The course covers standard principles and methods in theoretical computer science, notably in automata theory and computability.
The course aims at providing theoretical computer science and programming languages capabilities.
At the end of the course, the student will have to show: to know and understand advanced computer science notions; to be able to apply the acquired capabilities and knowledge for solving problems in its field of study; to be able to develop necessary expertise for affording the following studies with a sufficient degree of autonomy.
The course requires the standard courses on Programming, Algorithms, Discrete mathematics and logic. It is introductory for the advanced courses in Complexity, Programming languages and Compilers, as well as for the courses in Security and Cryptography, Static Analysis and Protection, Artificial Intelligence, Automated Deduction, Semantics, Non-standard computational models.
The course is structured in two parts.
Automata and formal languages (28h):
Formal languages and grammars,
finite state automata and regular languages,
context-free languages, normal forms, Push-down automata,
Chomsky classification of formal languages.
intuitive notion of algorithm,
Turing analysis of computable functions, Turing machines and WHILE-programs,
Theorem s-m-n, unsolvable problems and halting problem,
recursive and recursive enumerable sets,
Recursion theorems, Rice Theorem,
reducibility, complete, creative and productive sets.

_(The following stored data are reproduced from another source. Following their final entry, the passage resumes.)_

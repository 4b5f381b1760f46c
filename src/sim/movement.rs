/// Moving cells between slots.
///
/// A move reserves both ends of the trip: the source slot becomes
/// `Reserved::Source`, the destination `Reserved::Destination`, and the cell
/// lives on the move list. Each tick `process_move_list` advances pixel
/// positions; once a cell has arrived it commits on the following call.
///
/// Movers, magnet attachment and cursor pushes are all built on
/// `request_move`.

use crate::domain::cursor::Cursor;
use crate::domain::tile::TileKind;
use super::field::{CellKey, Field, Reserved, Slot, FIELD_SIZE};

/// What a destination slot may hold for a move to be accepted.
#[derive(Clone, Copy, PartialEq, Eq, Debug)]
pub enum BlockPolicy {
    /// Destination must be empty.
    Strict,
    /// Destination may also be reserved (vertical mover stacks).
    Lenient,
}

// ── Move requests ──

/// Start moving the resting cell at (x, y) one slot by (dirx, diry).
/// Returns false (and changes nothing) if the move is not allowed.
pub fn request_move(
    field: &mut Field,
    x: i32,
    y: i32,
    dirx: i32,
    diry: i32,
    policy: BlockPolicy,
    speed: i32,
) -> bool {
    let (tx, ty) = (x + dirx, y + diry);
    if !field.in_bounds(tx, ty) {
        return false;
    }
    let Some(key) = field.cell_at(x, y) else {
        return false;
    };
    if field.cells[key].is_doomed() {
        return false;
    }
    field.cells[key].nudge = 0;

    // The floor under the cell can forbid the move.
    if let Some(floor) = field.cell_ref_at(x, y + 1) {
        if floor.active {
            match floor.kind {
                TileKind::OneWayLeft if dirx == 1 => return false,
                TileKind::OneWayRight if dirx == -1 => return false,
                TileKind::Glue => return false,
                _ => {}
            }
        }
    }

    let open = match field.slot(tx, ty) {
        Slot::Empty => true,
        Slot::Reserved(_) => policy == BlockPolicy::Lenient,
        Slot::Cell(_) => false,
    };
    if !open {
        return false;
    }

    let cell = &mut field.cells[key];
    cell.sx = x;
    cell.sy = y;
    cell.dx = tx;
    cell.dy = ty;
    cell.vx = speed * dirx;
    cell.vy = speed * diry;
    field.moving.push(key);
    field.set_slot(tx, ty, Slot::Reserved(Reserved::Destination));
    field.set_slot(x, y, Slot::Reserved(Reserved::Source));
    true
}

/// Step `pos` towards `target` by `v`, never overshooting.
fn approach(pos: i32, v: i32, target: i32) -> i32 {
    let delta = target - pos;
    if v == 0 || delta.signum() != v.signum() {
        return target;
    }
    let next = pos + v;
    if (v > 0 && next > target) || (v < 0 && next < target) {
        target
    } else {
        next
    }
}

/// Advance every sliding cell. Cells already sitting on their destination
/// pixel commit to the grid and leave the list.
pub fn process_move_list(field: &mut Field, cursor: &mut Cursor) {
    let mut i = 0;
    while i < field.moving.len() {
        let key = field.moving[i];
        let (tx, ty) = {
            let Some(c) = field.cells.get(key) else {
                field.moving.remove(i);
                continue;
            };
            (field.cfg.pixel_x(c.dx), field.cfg.pixel_y(c.dy))
        };
        let cell = &mut field.cells[key];

        if cell.px != tx || cell.py != ty {
            if cell.px != tx {
                cell.px = approach(cell.px, cell.vx, tx);
            }
            if cell.py != ty {
                cell.py = approach(cell.py, cell.vy, ty);
            }
            if cursor.lock && cell.cursor_lock {
                cursor.follow_pixels(cell.px, cell.py);
            }
            i += 1;
            continue;
        }

        if cursor.lock && cell.cursor_lock {
            cursor.snap_to(cell.dx, cell.dy);
        }
        cell.vx = 0;
        cell.vy = 0;
        let (sx, sy, dx, dy) = (cell.sx, cell.sy, cell.dx, cell.dy);
        cell.sx = dx;
        cell.sy = dy;
        field.set_slot(dx, dy, Slot::Cell(key));
        // Another move may already have claimed our old slot.
        if field.slot(sx, sy) == Slot::Reserved(Reserved::Source) {
            field.set_slot(sx, sy, Slot::Empty);
        }
        field.moving.remove(i);
    }
}

// ── Queries over sliding cells ──

/// First sliding cell whose source or destination is (x, y).
pub fn find_moving(field: &Field, x: i32, y: i32) -> Option<CellKey> {
    if !field.is_reserved(x, y) {
        return None;
    }
    field.moving.iter().copied().find(|&k| {
        let c = &field.cells[k];
        (c.sx == x && c.sy == y) || (c.dx == x && c.dy == y)
    })
}

/// Is this brick falling (or about to)? A brick riding a cell that moves in
/// lockstep with it counts as resting.
pub fn is_falling(field: &Field, key: CellKey) -> bool {
    let Some(c) = field.cells.get(key) else {
        return false;
    };
    let (x, y) = (c.sx, c.sy);
    if y + 1 >= FIELD_SIZE {
        return false;
    }
    match field.slot(x, y + 1) {
        Slot::Empty => true,
        Slot::Reserved(_) => match find_moving(field, x, y + 1) {
            Some(under) if under == key => true,
            Some(under) => {
                let u = &field.cells[under];
                u.px != c.px || u.vx != c.vx || u.vy != c.vy
            }
            None => false,
        },
        Slot::Cell(_) => false,
    }
}

/// Number of contiguous bricks stacked directly above (x, y).
pub fn bricks_on_top(field: &Field, x: i32, y: i32) -> i32 {
    let mut n = 0;
    while field.brick_at(x, y - n - 1).is_some() {
        n += 1;
    }
    n
}

/// Brick under the cursor, resting or sliding.
pub fn brick_under_cursor(field: &Field, x: i32, y: i32) -> Option<CellKey> {
    find_moving(field, x, y)
        .or_else(|| field.cell_at(x, y))
        .filter(|&k| field.cells[k].is_brick())
}

// ── Movers ──

/// Push a horizontal mover one slot, dragging the stack of bricks riding it.
pub fn horizontal_mover(field: &mut Field, x: i32, y: i32, dir: i32) -> bool {
    let Some(mover) = field.cell_ref_at(x, y) else {
        return false;
    };
    if !mover.active || !field.is_empty(x + dir, y) {
        return false;
    }
    let speed = field.cfg.horiz_mover_speed;
    if !request_move(field, x, y, dir, 0, BlockPolicy::Strict, speed) {
        return false;
    }

    let mut ay = y - 1;
    while field.brick_at(x, ay).is_some() {
        if field.is_empty(x + dir, ay) {
            request_move(field, x, ay, dir, 0, BlockPolicy::Strict, speed);
        }
        ay -= 1;
    }
    true
}

/// Push a vertical mover (or a brick in its stack) one slot up or down,
/// recursively making room first.
pub fn vertical_mover(field: &mut Field, x: i32, y: i32, dir: i32) -> bool {
    push_vertical(field, x, y, dir, 0)
}

fn push_vertical(field: &mut Field, x: i32, y: i32, dir: i32, depth: i32) -> bool {
    if depth > FIELD_SIZE {
        return false;
    }
    let Some(cell) = field.cell_ref_at(x, y) else {
        return false;
    };
    if !cell.active || !(cell.is_brick() || cell.kind.is_mover()) {
        return false;
    }
    let ny = y + dir;
    if ny < 0 || ny >= FIELD_SIZE {
        return false;
    }

    let speed = field.cfg.vert_mover_speed;
    if field.is_empty(x, ny) || push_vertical(field, x, ny, dir, depth + 1) {
        return request_move(field, x, y, 0, dir, BlockPolicy::Lenient, speed);
    }
    false
}

/// Brick resting on a reserved slot: try to ride along with the mover
/// somewhere below it.
pub fn attach_to_mover(field: &mut Field, x: i32, y: i32) {
    let Some(brick) = field.cell_at(x, y) else {
        return;
    };
    let Some(mut b) = find_moving(field, x, y + 1) else {
        return;
    };
    let mut seen: Vec<CellKey> = Vec::new();

    for _ in 0..field.moving.len() {
        if seen.contains(&b) {
            break;
        }
        seen.push(b);
        let below = field.cells[b].clone();

        match below.kind {
            TileKind::MoverHorizontal => {
                if below.sx != field.cells[brick].dx {
                    break;
                }
                let speed = field.cfg.horiz_mover_speed;
                if request_move(field, x, y, below.dx - below.sx, 0, BlockPolicy::Strict, speed) {
                    let c = &mut field.cells[brick];
                    c.vx = below.vx;
                    c.px = below.px - c.vx;
                    break;
                }
            }
            TileKind::MoverVertical if below.sy < below.dy => {
                if let Some(under) = find_moving(field, x, y + 1) {
                    b = under;
                    let u = field.cells[under].clone();
                    let speed = field.cfg.vert_mover_speed;
                    if request_move(field, x, y, 0, u.dy - u.sy, BlockPolicy::Lenient, speed) {
                        let tile = field.cfg.tile_size;
                        let c = &mut field.cells[brick];
                        c.py = u.py - tile;
                        c.vy = u.vy;
                        break;
                    }
                }
            }
            _ => {}
        }

        let next_y = field.cells[b].dy + 1;
        match find_moving(field, x, next_y) {
            Some(next) => b = next,
            None => break,
        }
    }
}

// ── Cursor pushes ──

/// Player push of a brick one slot sideways. A brick still sliding against
/// the push (or vertically) gets the push queued for the end of the tick.
pub fn cursor_move(field: &mut Field, key: CellKey, dir: i32) -> bool {
    if is_falling(field, key) {
        return false;
    }
    let Some(c) = field.cells.get(key) else {
        return false;
    };
    if field.on_top_of_reserved(c.dx, c.dy) {
        return false;
    }

    if !c.is_moving() {
        if c.is_brick() && field.cell_at(c.sx, c.sy) == Some(key) {
            let (x, y) = (c.sx, c.sy);
            let speed = field.cfg.cursor_move_speed;
            return request_move(field, x, y, dir, 0, BlockPolicy::Strict, speed);
        }
    } else if ((c.vx < 0 && dir > 0) || (c.vx > 0 && dir < 0) || c.vy != 0) && c.nudge == 0 {
        field.cells[key].nudge = dir;
        return true;
    }
    false
}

|N. Jones||Computability and Complexity||MIT Press||1997|
|John E. Hopcroft, Rajeev Motwani, Jeffrey D. Ullman||Introduction to Automata Theory, Languages and Computation (Edizione 2)||Addison-Wesley||2000||0201441241|
|Michael Sipser||Introduction to the Theory of Computation||PWS||1997||053494728X|
|H. Rogers||Theory of recursive functions and effective computability||MIT Press||1988|
Written exam in 4 sessions, with intermediate evaluation. The exams are scheduled as follows: 1 intermediate (written) evaluation during the course, 1 exam in the Extraordinary Session at the end of the course, 1 exam in the Summer Session and 1 exams in the Fall Session. Each exam is split into two parts which can be passed separately and the whole evaluation is obtained as the mathematical average of the two evaluations. The exam is passed if the average evaluation is greater or equal to 18/30. Each evaluation remains valid for the whole current academic year.
Mandatory oral exam for evaluation greater than 26.
The task of the written exam consists in verifying the comprehension of course contents and the capability to apply these contents in the resolution of exercises in which students have to mainly classify languages (regular or context free) and sets (recursive theory and completeness) by using the formal proof tools provided in the course.
The task of the oral exam is that of verify an advanced comprehension of the course contents allowing a critic analysis and a reprocessing of the studied notions and results. This comprehension may be verified also by asking theorems and proofs.